(Your task): Report how many lines below include the string "grid". Please keep the reply to that number.
Provided data below:
// Copyright (C) 2026 Fred Clausen
// Use of this source code is governed by an MIT-style
// license that can be found in the LICENSE file or at
// https://opensource.org/licenses/MIT.

use courtbook_domain::{Occupation, format_date};
use diesel::SqliteConnection;
use diesel::prelude::*;
use time::Date;
use tracing::debug;

use crate::data_models::OccupationRow;
use crate::diesel_schema::occupations;
use crate::error::PersistenceError;

/// Lists all occupations of an installation on one day, ordered by start
/// time and court.
///
/// # Arguments
///
/// * `conn` - The database connection
/// * `installation_id` - The installation
/// * `date` - The booking day
///
/// # Errors
///
/// Returns an error if the query fails or a row cannot be reconstructed.
pub fn list_occupations_on(
    conn: &mut SqliteConnection,
    installation_id: i64,
    date: Date,
) -> Result<Vec<Occupation>, PersistenceError> {
    let rows: Vec<OccupationRow> = occupations::table
        .filter(occupations::installation_id.eq(installation_id))
        .filter(occupations::booking_date.eq(format_date(date)))
        .order((occupations::start_time.asc(), occupations::court.asc()))
        .select(OccupationRow::as_select())
        .load::<OccupationRow>(conn)?;

    debug!(installation_id, count = rows.len(), "Loaded occupations");

    rows.into_iter().map(OccupationRow::into_occupation).collect()
}

/// Retrieves one occupation by id.
///
/// # Errors
///
/// Returns an error if the query fails or the row cannot be reconstructed.
pub fn find_occupation(
    conn: &mut SqliteConnection,
    occupation_id: i64,
) -> Result<Option<Occupation>, PersistenceError> {
    let row: Option<OccupationRow> = occupations::table
        .filter(occupations::occupation_id.eq(occupation_id))
        .select(OccupationRow::as_select())
        .first::<OccupationRow>(conn)
        .optional()?;

    row.map(OccupationRow::into_occupation).transpose()
}
// Copyright (C) 2026 Fred Clausen
// Use of this source code is governed by an MIT-style
// license that can be found in the LICENSE file or at
// https://opensource.org/licenses/MIT.

use courtbook_domain::Occupation;

/// A command represents member intent as data only.
///
/// Commands are the only way to request booking changes.
#[derive(Debug, Clone, PartialEq, Eq)]
pub enum Command {
    /// Book a new occupation. Any id on the occupation is ignored.
    CreateOccupation {
        /// The candidate occupation.
        occupation: Occupation,
    },
    /// Replace a stored occupation.
    UpdateOccupation {
        /// The stored occupation to replace.
        id: i64,
        /// The new values.
        occupation: Occupation,
    },
    /// Remove a stored occupation.
    DeleteOccupation {
        /// The stored occupation to remove.
        id: i64,
    },
}
// Copyright (C) 2026 Fred Clausen
// Use of this source code is governed by an MIT-style
// license that can be found in the LICENSE file or at
// https://opensource.org/licenses/MIT.

use crate::{DomainError, ErrorCode, Field, FieldError, Violation, parse_date, parse_time};

#[test]
fn test_invalid_role_display() {
    let err: DomainError = DomainError::InvalidRole(String::from("Boss"));

    assert_eq!(err.to_string(), "Invalid role: 'Boss'");
}

#[test]
fn test_date_parse_error_names_input() {
    let err: DomainError = parse_date("2026-13-01").unwrap_err();

    assert!(matches!(err, DomainError::DateParseError { .. }));
    assert!(err.to_string().contains("2026-13-01"));
}

#[test]
fn test_time_parse_error_names_input() {
    let err: DomainError = parse_time("25:00").unwrap_err();

    assert!(matches!(err, DomainError::TimeParseError { .. }));
    assert!(err.to_string().contains("25:00"));
}

#[test]
fn test_violation_display_includes_arguments() {
    let violation: Violation = Violation::new(
        ErrorCode::Occupied,
        vec![String::from("2026-10-20"), String::from("10:00")],
    );

    assert_eq!(violation.to_string(), "OCCUPIED (2026-10-20, 10:00)");
}

#[test]
fn test_field_error_display() {
    let error: FieldError = FieldError::new(Field::LastCourt, ErrorCode::CourtTooBig, vec![]);

    assert_eq!(error.to_string(), "lastCourt: COURT_TOO_BIG");
}
// Copyright (C) 2026 Fred Clausen
// Use of this source code is governed by an MIT-style
// license that can be found in the LICENSE file or at
// https://opensource.org/licenses/MIT.

//! English message catalog for rule violations.
//!
//! Messages are rendered from the code and its positional arguments. A
//! missing argument renders as `?` rather than failing.

use courtbook_domain::{ErrorCode, FieldError, Violation};

/// Renders the message for a code and its arguments.
#[must_use]
pub fn render_message(code: ErrorCode, args: &[String]) -> String {
    let arg = |index: usize| argument(args, index);

    match code {
        ErrorCode::NoReservationSystem => {
            format!("No reservation system exists with id {}.", arg(0))
        }
        ErrorCode::InvalidReservationType => {
            format!("Reservation type {} does not exist.", arg(0))
        }
        ErrorCode::NullNotAllowed => String::from("This field is required."),
        ErrorCode::DayOfWeekNotAllowed => {
            format!("This reservation type cannot be booked on {}.", arg(0))
        }
        ErrorCode::StartHourBeforeOpening => {
            format!("Bookings cannot start before {}:00.", arg(0))
        }
        ErrorCode::StartHourAfterClosing => {
            format!("Bookings cannot start after {}:00.", arg(0))
        }
        ErrorCode::StartTimeMinutes => format!(
            "The start time must be on the hour or a multiple of {} minutes past it.",
            arg(0)
        ),
        ErrorCode::DateInThePast => String::from("The start lies in the past."),
        ErrorCode::StartTimePlusDuration => {
            format!("The booking must end by {}:00.", arg(0))
        }
        ErrorCode::DateTooFarInFuture => format!(
            "This reservation type can be booked at most {} days ahead.",
            arg(0)
        ),
        ErrorCode::DurationTooSmall => String::from("The duration must be at least one unit."),
        ErrorCode::DurationTooLong => {
            format!("The duration cannot exceed {} units.", arg(0))
        }
        ErrorCode::CourtTooSmall => format!("The court must be at least {}.", arg(0)),
        ErrorCode::CourtTooBig => format!("The court must be at most {}.", arg(0)),
        ErrorCode::UserNotActive => {
            format!("Only active members may book (account is {}).", arg(0))
        }
        ErrorCode::UserCannotAddType => {
            format!("You are not allowed to book reservations of type {}.", arg(0))
        }
        ErrorCode::Occupied => format!(
            "Court {} is already occupied on {} at {}.",
            arg(2),
            arg(0),
            arg(1)
        ),
    }
}

fn argument(args: &[String], index: usize) -> &str {
    args.get(index).map_or("?", String::as_str)
}

/// Renders a violation.
#[must_use]
pub fn render_violation(violation: &Violation) -> String {
    render_message(violation.code, &violation.args)
}

/// Renders a field error.
#[must_use]
pub fn render_field_error(error: &FieldError) -> String {
    render_message(error.code, &error.args)
}
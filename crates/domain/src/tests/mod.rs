// Copyright (C) 2026 Fred Clausen
// Use of this source code is governed by an MIT-style
// license that can be found in the LICENSE file or at
// https://opensource.org/licenses/MIT.

#![allow(clippy::expect_used, clippy::unwrap_used)]

mod error;
mod helpers;
mod rules;
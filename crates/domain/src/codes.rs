// Copyright (C) 2026 Fred Clausen
// Use of this source code is governed by an MIT-style
// license that can be found in the LICENSE file or at
// https://opensource.org/licenses/MIT.

//! Structured rule-violation codes.
//!
//! The engine never produces human text for a rejected occupation. It emits
//! an [`ErrorCode`] plus positional arguments, optionally scoped to a
//! [`Field`], and leaves rendering to the message catalog at the API layer.

use serde::{Deserialize, Serialize};

/// Every reason an occupation can be rejected.
#[derive(Debug, Clone, Copy, PartialEq, Eq, Hash, Serialize, Deserialize)]
#[serde(rename_all = "SCREAMING_SNAKE_CASE")]
pub enum ErrorCode {
    /// The referenced installation does not exist.
    NoReservationSystem,
    /// The referenced reservation type does not exist in the installation.
    InvalidReservationType,
    /// A required value is missing.
    NullNotAllowed,
    /// The reservation type may not be booked on this weekday.
    DayOfWeekNotAllowed,
    /// The start hour lies before the opening hour.
    StartHourBeforeOpening,
    /// The start hour lies after the closing hour.
    StartHourAfterClosing,
    /// The start minute is off the installation's time grid.
    StartTimeMinutes,
    /// The occupation starts in the past.
    DateInThePast,
    /// The occupation ends after the closing hour.
    StartTimePlusDuration,
    /// The occupation starts beyond the reservation type's horizon.
    DateTooFarInFuture,
    /// The duration is below one time unit.
    DurationTooSmall,
    /// The duration exceeds the reservation type's maximum.
    DurationTooLong,
    /// The court index is below the first court.
    CourtTooSmall,
    /// The court index is beyond the last court.
    CourtTooBig,
    /// The acting member is not active.
    UserNotActive,
    /// The acting member's role may not book this reservation type.
    UserCannotAddType,
    /// Another occupation already holds the court at that time.
    Occupied,
}

impl ErrorCode {
    /// Returns the wire representation of this code.
    #[must_use]
    pub const fn as_str(&self) -> &'static str {
        match self {
            Self::NoReservationSystem => "NO_RESERVATION_SYSTEM",
            Self::InvalidReservationType => "INVALID_RESERVATION_TYPE",
            Self::NullNotAllowed => "NULL_NOT_ALLOWED",
            Self::DayOfWeekNotAllowed => "DAY_OF_WEEK_NOT_ALLOWED",
            Self::StartHourBeforeOpening => "START_HOUR_BEFORE_OPENING",
            Self::StartHourAfterClosing => "START_HOUR_AFTER_CLOSING",
            Self::StartTimeMinutes => "START_TIME_MINUTES",
            Self::DateInThePast => "DATE_IN_THE_PAST",
            Self::StartTimePlusDuration => "START_TIME_PLUS_DURATION",
            Self::DateTooFarInFuture => "DATE_TOO_FAR_IN_FUTURE",
            Self::DurationTooSmall => "DURATION_TOO_SMALL",
            Self::DurationTooLong => "DURATION_TOO_LONG",
            Self::CourtTooSmall => "COURT_TOO_SMALL",
            Self::CourtTooBig => "COURT_TOO_BIG",
            Self::UserNotActive => "USER_NOT_ACTIVE",
            Self::UserCannotAddType => "USER_CANNOT_ADD_TYPE",
            Self::Occupied => "OCCUPIED",
        }
    }

    /// All codes, in declaration order.
    pub const ALL: [Self; 17] = [
        Self::NoReservationSystem,
        Self::InvalidReservationType,
        Self::NullNotAllowed,
        Self::DayOfWeekNotAllowed,
        Self::StartHourBeforeOpening,
        Self::StartHourAfterClosing,
        Self::StartTimeMinutes,
        Self::DateInThePast,
        Self::StartTimePlusDuration,
        Self::DateTooFarInFuture,
        Self::DurationTooSmall,
        Self::DurationTooLong,
        Self::CourtTooSmall,
        Self::CourtTooBig,
        Self::UserNotActive,
        Self::UserCannotAddType,
        Self::Occupied,
    ];
}

impl std::fmt::Display for ErrorCode {
    fn fmt(&self, f: &mut std::fmt::Formatter<'_>) -> std::fmt::Result {
        write!(f, "{}", self.as_str())
    }
}

/// The occupation field a validation error is attached to.
#[derive(Debug, Clone, Copy, PartialEq, Eq, Hash, Serialize, Deserialize)]
#[serde(rename_all = "camelCase")]
pub enum Field {
    Text,
    Date,
    Start,
    Duration,
    Court,
    LastCourt,
    Type,
}

impl Field {
    /// Returns the client-facing field tag.
    #[must_use]
    pub const fn as_str(&self) -> &'static str {
        match self {
            Self::Text => "text",
            Self::Date => "date",
            Self::Start => "start",
            Self::Duration => "duration",
            Self::Court => "court",
            Self::LastCourt => "lastCourt",
            Self::Type => "type",
        }
    }
}

impl std::fmt::Display for Field {
    fn fmt(&self, f: &mut std::fmt::Formatter<'_>) -> std::fmt::Result {
        write!(f, "{}", self.as_str())
    }
}

/// A single rule violation without a field scope.
///
/// Used for authorization and conflict outcomes, which are always reported
/// alone.
#[derive(Debug, Clone, PartialEq, Eq, Serialize, Deserialize)]
pub struct Violation {
    /// The violated rule.
    pub code: ErrorCode,
    /// Positional message arguments.
    pub args: Vec<String>,
}

impl Violation {
    /// Creates a new violation.
    #[must_use]
    pub const fn new(code: ErrorCode, args: Vec<String>) -> Self {
        Self { code, args }
    }
}

impl std::fmt::Display for Violation {
    fn fmt(&self, f: &mut std::fmt::Formatter<'_>) -> std::fmt::Result {
        if self.args.is_empty() {
            write!(f, "{}", self.code)
        } else {
            write!(f, "{} ({})", self.code, self.args.join(", "))
        }
    }
}

/// A rule violation scoped to one occupation field.
#[derive(Debug, Clone, PartialEq, Eq, Serialize, Deserialize)]
pub struct FieldError {
    /// The offending field.
    pub field: Field,
    /// The violated rule.
    pub code: ErrorCode,
    /// Positional message arguments.
    pub args: Vec<String>,
}

impl FieldError {
    /// Creates a new field error.
    #[must_use]
    pub const fn new(field: Field, code: ErrorCode, args: Vec<String>) -> Self {
        Self { field, code, args }
    }
}

impl std::fmt::Display for FieldError {
    fn fmt(&self, f: &mut std::fmt::Formatter<'_>) -> std::fmt::Result {
        if self.args.is_empty() {
            write!(f, "{}: {}", self.field, self.code)
        } else {
            write!(f, "{}: {} ({})", self.field, self.code, self.args.join(", "))
        }
    }
}
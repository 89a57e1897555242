// Copyright (C) 2026 Fred Clausen
// Use of this source code is governed by an MIT-style
// license that can be found in the LICENSE file or at
// https://opensource.org/licenses/MIT.

use crate::{InstallationConfig, Member, MemberStatus, Occupation, ReservationTypeRule, Role};
use time::macros::{date, time};
use time::{Date, Time};

pub const INSTALLATION_ID: i64 = 1;
pub const MATCH_TYPE_ID: i64 = 10;

/// 2026-10-20 is a Tuesday.
pub const BOOKING_DATE: Date = date!(2026 - 10 - 20);

/// Six courts, 08-22, one-hour grid, one type open to registered members.
pub fn create_test_config() -> InstallationConfig {
    InstallationConfig {
        id: INSTALLATION_ID,
        name: String::from("Main Club"),
        courts: (1..=6).map(|n| format!("Court {n}")).collect(),
        duration_unit_minutes: 60,
        opening_hour: 8,
        closing_hour: 22,
        timezone: chrono_tz::Tz::UTC,
        reservation_types: vec![
            ReservationTypeRule::new(MATCH_TYPE_ID, "Match", &[Role::Registered, Role::Admin])
                .with_max_duration(3),
        ],
    }
}

pub fn create_test_member(role: Role, status: MemberStatus) -> Member {
    Member::new(
        String::from("m-1"),
        String::from("Test Member"),
        role,
        status,
    )
}

pub fn create_test_occupation(court: i32, start: Time, duration_units: i32) -> Occupation {
    Occupation::new(
        INSTALLATION_ID,
        court,
        Some(BOOKING_DATE),
        Some(start),
        duration_units,
        String::from("Club match"),
        MATCH_TYPE_ID,
    )
}

pub fn ten_o_clock() -> Time {
    time!(10:00)
}
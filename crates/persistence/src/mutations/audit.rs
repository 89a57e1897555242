// Copyright (C) 2026 Fred Clausen
// Use of this source code is governed by an MIT-style
// license that can be found in the LICENSE file or at
// https://opensource.org/licenses/MIT.

use courtbook_audit::AuditEvent;
use courtbook_domain::format_date;
use diesel::SqliteConnection;
use diesel::prelude::*;
use tracing::debug;

use crate::backend::get_last_insert_rowid;
use crate::data_models::{ActionData, ActorData, CauseData, StateSnapshotData};
use crate::diesel_schema::audit_events;
use crate::error::PersistenceError;

/// Persists an audit event.
///
/// # Arguments
///
/// * `conn` - The active database connection
/// * `event` - The audit event to persist
/// * `occupation_id` - The occupation the event describes, if it has one
///
/// # Returns
///
/// The event ID assigned by the database.
///
/// # Errors
///
/// Returns an error if persistence or serialization fails.
pub fn persist_audit_event(
    conn: &mut SqliteConnection,
    event: &AuditEvent,
    occupation_id: Option<i64>,
) -> Result<i64, PersistenceError> {
    let actor_json: String = serde_json::to_string(&ActorData {
        id: event.actor.id.clone(),
        actor_type: event.actor.actor_type.clone(),
    })?;
    let cause_json: String = serde_json::to_string(&CauseData {
        id: event.cause.id.clone(),
        description: event.cause.description.clone(),
    })?;
    let action_json: String = serde_json::to_string(&ActionData {
        name: event.action.name.clone(),
        details: event.action.details.clone(),
    })?;
    let before_json: String = serde_json::to_string(&StateSnapshotData {
        data: event.before.data.clone(),
    })?;
    let after_json: String = serde_json::to_string(&StateSnapshotData {
        data: event.after.data.clone(),
    })?;

    diesel::insert_into(audit_events::table)
        .values((
            audit_events::installation_id.eq(event.installation_id),
            audit_events::booking_date.eq(format_date(event.date)),
            audit_events::occupation_id.eq(occupation_id),
            audit_events::actor_json.eq(actor_json),
            audit_events::cause_json.eq(cause_json),
            audit_events::action_json.eq(action_json),
            audit_events::before_snapshot_json.eq(before_json),
            audit_events::after_snapshot_json.eq(after_json),
        ))
        .execute(conn)?;

    let event_id: i64 = get_last_insert_rowid(conn)?;
    debug!(event_id, action = %event.action.name, "Persisted audit event");

    Ok(event_id)
}
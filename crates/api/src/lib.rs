// Copyright (C) 2026 Fred Clausen
// Use of this source code is governed by an MIT-style
// license that can be found in the LICENSE file or at
// https://opensource.org/licenses/MIT.

//! API boundary for the court booking engine.
//!
//! Turns client requests into engine commands, persists accepted changes
//! and translates every failure into an [`ApiError`] carrying rendered
//! messages.

#![deny(
    clippy::pedantic,
    clippy::cargo,
    clippy::nursery,
    clippy::style,
    clippy::correctness,
    clippy::all,
    clippy::unwrap_used,
    clippy::expect_used
)]
#![allow(clippy::multiple_crate_versions)]

mod auth;
mod config;
mod error;
mod handlers;
mod messages;
mod request_response;

#[cfg(test)]
mod tests;

pub use auth::{ActorIdentity, authenticate_stub};
pub use config::{
    ConfigError, InstallationEntry, InstallationsFile, ReservationTypeEntry, load_installations,
    parse_installations,
};
pub use error::{
    ApiError, AuthError, translate_core_error, translate_domain_error,
    translate_persistence_error, translate_validation_failure,
};
pub use handlers::{
    create_occupation, delete_occupation, list_installations, list_occupations,
    update_occupation,
};
pub use messages::{render_field_error, render_message, render_violation};
pub use request_response::{
    CreateOccupationRequest, DeleteOccupationRequest, DeleteOccupationResponse, FieldErrorInfo,
    InstallationInfo, ListInstallationsResponse, ListOccupationsResponse, OccupationInfo,
    OccupationInput, OccupationMutationResponse, ReservationTypeInfo, UpdateOccupationRequest,
};
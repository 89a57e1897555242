// Copyright (C) 2026 Fred Clausen
// Use of this source code is governed by an MIT-style
// license that can be found in the LICENSE file or at
// https://opensource.org/licenses/MIT.

#![allow(clippy::expect_used, clippy::unwrap_used)]


use crate::Persistence;
use courtbook::{Command, TransitionResult, apply};
use courtbook_audit::Cause;
use courtbook_domain::{
    InstallationConfig, Installations, Member, MemberStatus, Occupation, ReservationTypeRule, Role,
};
use time::macros::{date, datetime};
use time::{Date, OffsetDateTime, Time};

pub const INSTALLATION_ID: i64 = 1;
pub const MATCH_TYPE_ID: i64 = 10;
pub const BOOKING_DATE: Date = date!(2026 - 10 - 20);
pub const UNIT: u32 = 60;

pub fn now() -> OffsetDateTime {
    datetime!(2026-10-19 12:00 UTC)
}

pub fn create_test_installations() -> Installations {
    Installations::new(vec![InstallationConfig {
        id: INSTALLATION_ID,
        name: String::from("Main Club"),
        courts: (1..=6).map(|n| format!("Court {n}")).collect(),
        duration_unit_minutes: UNIT,
        opening_hour: 8,
        closing_hour: 22,
        timezone: chrono_tz::Tz::UTC,
        reservation_types: vec![ReservationTypeRule::new(
            MATCH_TYPE_ID,
            "Match",
            &[Role::Registered, Role::Admin],
        )],
    }])
}

pub fn create_test_member() -> Member {
    Member::new(
        String::from("m-1"),
        String::from("Test Member"),
        Role::Registered,
        MemberStatus::Active,
    )
}

pub fn create_test_cause() -> Cause {
    Cause::new(String::from("test-cause"), String::from("Test operation"))
}

pub fn create_test_occupation(court: i32, start: Time, duration_units: i32) -> Occupation {
    Occupation::new(
        INSTALLATION_ID,
        court,
        Some(BOOKING_DATE),
        Some(start),
        duration_units,
        String::from("Club match"),
        MATCH_TYPE_ID,
    )
}

/// Runs a command through the engine against the current store contents.
pub fn accept(persistence: &mut Persistence, command: Command) -> TransitionResult {
    apply(
        &create_test_installations(),
        command,
        &create_test_member(),
        create_test_cause(),
        persistence,
        now(),
    )
    .unwrap()
}

/// Creates and stores an occupation, returning its id.
pub fn book(persistence: &mut Persistence, occupation: Occupation) -> i64 {
    let transition: TransitionResult = accept(persistence, Command::CreateOccupation { occupation });
    persistence
        .persist_transition(&transition, UNIT)
        .unwrap()
        .occupation_id
}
End of Provided data.
(Answer for the task): 2